[Opening Materials provided section]
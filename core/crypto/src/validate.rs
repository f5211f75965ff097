//! Parameter guards run before any cryptographic call.
//!
//! Raw-mode ciphers turn a wrong-length IV into garbage plaintext rather
//! than an error, so lengths are checked here and attributed to a named
//! parameter.

use tracing::trace;

use msgpipe_common::{Error, Result, ValidationFailure};

use crate::cipher::{lookup_cipher, CipherDescriptor};

/// Reject cipher names that are not in the supported allow-list.
///
/// # Postconditions
/// - Returns the descriptor for the cipher on success
///
/// # Errors
/// - `Validation` naming `parameter` if the cipher is unsupported
pub fn require_valid_cipher(name: &str, parameter: &str) -> Result<&'static CipherDescriptor> {
    match lookup_cipher(name) {
        Some(descriptor) => {
            trace!("cipher accepted: {}", descriptor.name);
            Ok(descriptor)
        }
        None => Err(Error::validation(
            parameter,
            ValidationFailure::UnsupportedCipher(name.to_string()),
        )),
    }
}

/// Reject IVs whose length differs from what `cipher` requires.
///
/// # Errors
/// - `Validation` naming `parameter` on a length mismatch
pub fn require_valid_iv(cipher: &CipherDescriptor, iv: &[u8], parameter: &str) -> Result<()> {
    if iv.len() != cipher.iv_len {
        return Err(Error::validation(
            parameter,
            ValidationFailure::InvalidIvLength {
                expected: cipher.iv_len,
                actual: iv.len(),
            },
        ));
    }
    Ok(())
}

/// Reject keys whose length differs from what `cipher` requires.
///
/// OpenSSL zero-pads short keys without complaint; we refuse them instead.
///
/// # Errors
/// - `Validation` naming `parameter` on a length mismatch
pub fn require_valid_key(cipher: &CipherDescriptor, key: &[u8], parameter: &str) -> Result<()> {
    if key.len() != cipher.key_len {
        return Err(Error::validation(
            parameter,
            ValidationFailure::InvalidKeyLength {
                expected: cipher.key_len,
                actual: key.len(),
            },
        ));
    }
    Ok(())
}

#[cfg(test)]
mod tests {
    use super::*;
    use crate::cipher::supported_ciphers;
    use msgpipe_common::ErrorKind;
    use proptest::prelude::*;

    #[test]
    fn test_rot13_is_rejected() {
        let err = require_valid_cipher("rot13", "cipher").unwrap_err();
        assert_eq!(err.kind(), ErrorKind::Validation);
        assert_eq!(err.parameter(), Some("cipher"));
        assert!(err.to_string().contains("rot13"));
    }

    #[test]
    fn test_supported_cipher_is_accepted() {
        let descriptor = require_valid_cipher("Aes-128-Ctr", "cipher").unwrap();
        assert_eq!(descriptor.name, "aes-128-ctr");
    }

    #[test]
    fn test_iv_length() {
        let cipher = require_valid_cipher("aes-256-cbc", "cipher").unwrap();
        assert!(require_valid_iv(cipher, &[0u8; 16], "iv").is_ok());

        let err = require_valid_iv(cipher, &[0u8; 12], "iv").unwrap_err();
        assert_eq!(err.parameter(), Some("iv"));
        match err {
            Error::Validation {
                reason: ValidationFailure::InvalidIvLength { expected, actual },
                ..
            } => {
                assert_eq!(expected, 16);
                assert_eq!(actual, 12);
            }
            other => panic!("unexpected error: {:?}", other),
        }
    }

    #[test]
    fn test_key_length() {
        let cipher = require_valid_cipher("aes-192-cbc", "cipher").unwrap();
        assert!(require_valid_key(cipher, &[0u8; 24], "key").is_ok());

        let err = require_valid_key(cipher, &[0u8; 32], "key").unwrap_err();
        assert_eq!(err.kind(), ErrorKind::Validation);
        assert_eq!(err.parameter(), Some("key"));
    }

    proptest! {
        #[test]
        fn prop_wrong_iv_length_is_rejected(
            index in 0usize..6,
            len in 0usize..64,
        ) {
            let cipher = &supported_ciphers()[index];
            prop_assume!(len != cipher.iv_len);
            let iv = vec![0u8; len];
            let err = require_valid_iv(cipher, &iv, "iv").unwrap_err();
            prop_assert_eq!(err.kind(), ErrorKind::Validation);
        }

        #[test]
        fn prop_unlisted_names_are_rejected(name in "[a-z0-9-]{1,16}") {
            prop_assume!(lookup_cipher(&name).is_none());
            prop_assert!(require_valid_cipher(&name, "cipher").is_err());
        }
    }
}
//! Cryptographic primitives for the messaging pipeline.
//!
//! This module provides:
//! - A fixed allow-list of symmetric ciphers and the guards that enforce it
//! - Decryption of raw binary ciphertext behind a swappable backend
//! - HMAC calculation and constant-time verification
//! - Key material with automatic zeroization
//!
//! # Security Guarantees
//! - Cipher, IV and key lengths are validated before the cipher library runs
//! - No plaintext, key material or digest is ever logged or put in an error
//! - Digest comparison is constant-time

pub mod cipher;
pub mod keys;
pub mod mac;
pub mod symmetric;
pub mod validate;

pub use cipher::{
    lookup_cipher, required_iv_length, supported_ciphers, CipherDescriptor, CipherMode,
};
pub use keys::SecretKey;
pub use mac::{calculate_hmac, require_valid_hash_algorithm, verify_hmac, HashAlgorithm};
pub use symmetric::{
    decrypt_string, decrypt_string_with, encrypt_string, generate_iv, BackendError,
    RustCryptoBackend, SymmetricBackend,
};
pub use validate::{require_valid_cipher, require_valid_iv, require_valid_key};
[Closing Materials provided section]
What you need to do: Go through the material and copy every line in which the word "CipherDescriptor" occurs.

Answer to the exercise:
use crate::cipher::{lookup_cipher, CipherDescriptor};
pub fn require_valid_cipher(name: &str, parameter: &str) -> Result<&'static CipherDescriptor> {
pub fn require_valid_iv(cipher: &CipherDescriptor, iv: &[u8], parameter: &str) -> Result<()> {
pub fn require_valid_key(cipher: &CipherDescriptor, key: &[u8], parameter: &str) -> Result<()> {
    lookup_cipher, required_iv_length, supported_ciphers, CipherDescriptor, CipherMode,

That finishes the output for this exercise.